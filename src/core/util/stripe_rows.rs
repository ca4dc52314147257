use std::error::Error;
use std::fmt;
use std::num::NonZeroU32;

#[derive(Debug, Copy, Clone, PartialEq, Eq)]
pub enum WorkerCountError {
    Zero,
}

impl fmt::Display for WorkerCountError {
    fn fmt(&self, f: &mut fmt::Formatter<'_>) -> fmt::Result {
        match self {
            Self::Zero => write!(f, "worker count must be at least 1"),
        }
    }
}

impl Error for WorkerCountError {}

#[derive(Debug, Copy, Clone, PartialEq, Eq)]
pub struct WorkerCount(NonZeroU32);

impl WorkerCount {
    pub fn new(count: u32) -> Result<Self, WorkerCountError> {
        NonZeroU32::new(count)
            .map(Self)
            .ok_or(WorkerCountError::Zero)
    }

    #[must_use]
    pub fn get(&self) -> u32 {
        self.0.get()
    }

    pub fn assignments(&self) -> impl Iterator<Item = WorkerAssignment> + use<> {
        let total_workers = self.get();

        (0..total_workers).map(move |worker_index| WorkerAssignment {
            worker_index,
            total_workers,
        })
    }
}

/// Worker `worker_index` of `total_workers` owns every row `y` with
/// `y % total_workers == worker_index`.
#[derive(Debug, Copy, Clone, PartialEq, Eq)]
pub struct WorkerAssignment {
    pub worker_index: u32,
    pub total_workers: u32,
}

impl WorkerAssignment {
    #[must_use]
    pub fn owns_row(&self, row: u32) -> bool {
        row % self.total_workers == self.worker_index
    }

    pub fn rows(&self, size: u32) -> impl Iterator<Item = u32> {
        (self.worker_index..size).step_by(self.total_workers as usize)
    }
}

/// A row of the frame handed to exactly one worker.
pub type StripedRow<'a, T> = (u32, &'a mut [T]);

/// Deals rows out round-robin: row `y` goes to worker `y % workers`.
///
/// Each worker gets mutable borrows of only its own rows, so workers can write
/// into one shared frame without locking.
pub fn stripe_rows<'a, T, I>(rows: I, workers: WorkerCount) -> Vec<Vec<StripedRow<'a, T>>>
where
    I: IntoIterator<Item = &'a mut [T]>,
{
    let total = workers.get() as usize;
    let mut stripes: Vec<Vec<StripedRow<'a, T>>> = (0..total).map(|_| Vec::new()).collect();

    for (y, row) in rows.into_iter().enumerate() {
        stripes[y % total].push((y as u32, row));
    }

    stripes
}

= = = =

The problem ::
Go through the records. Copy each line where "WorkerCountError" appears.

Your solution ::
pub enum WorkerCountError {
impl fmt::Display for WorkerCountError {
impl Error for WorkerCountError {}
    pub fn new(count: u32) -> Result<Self, WorkerCountError> {
            .ok_or(WorkerCountError::Zero)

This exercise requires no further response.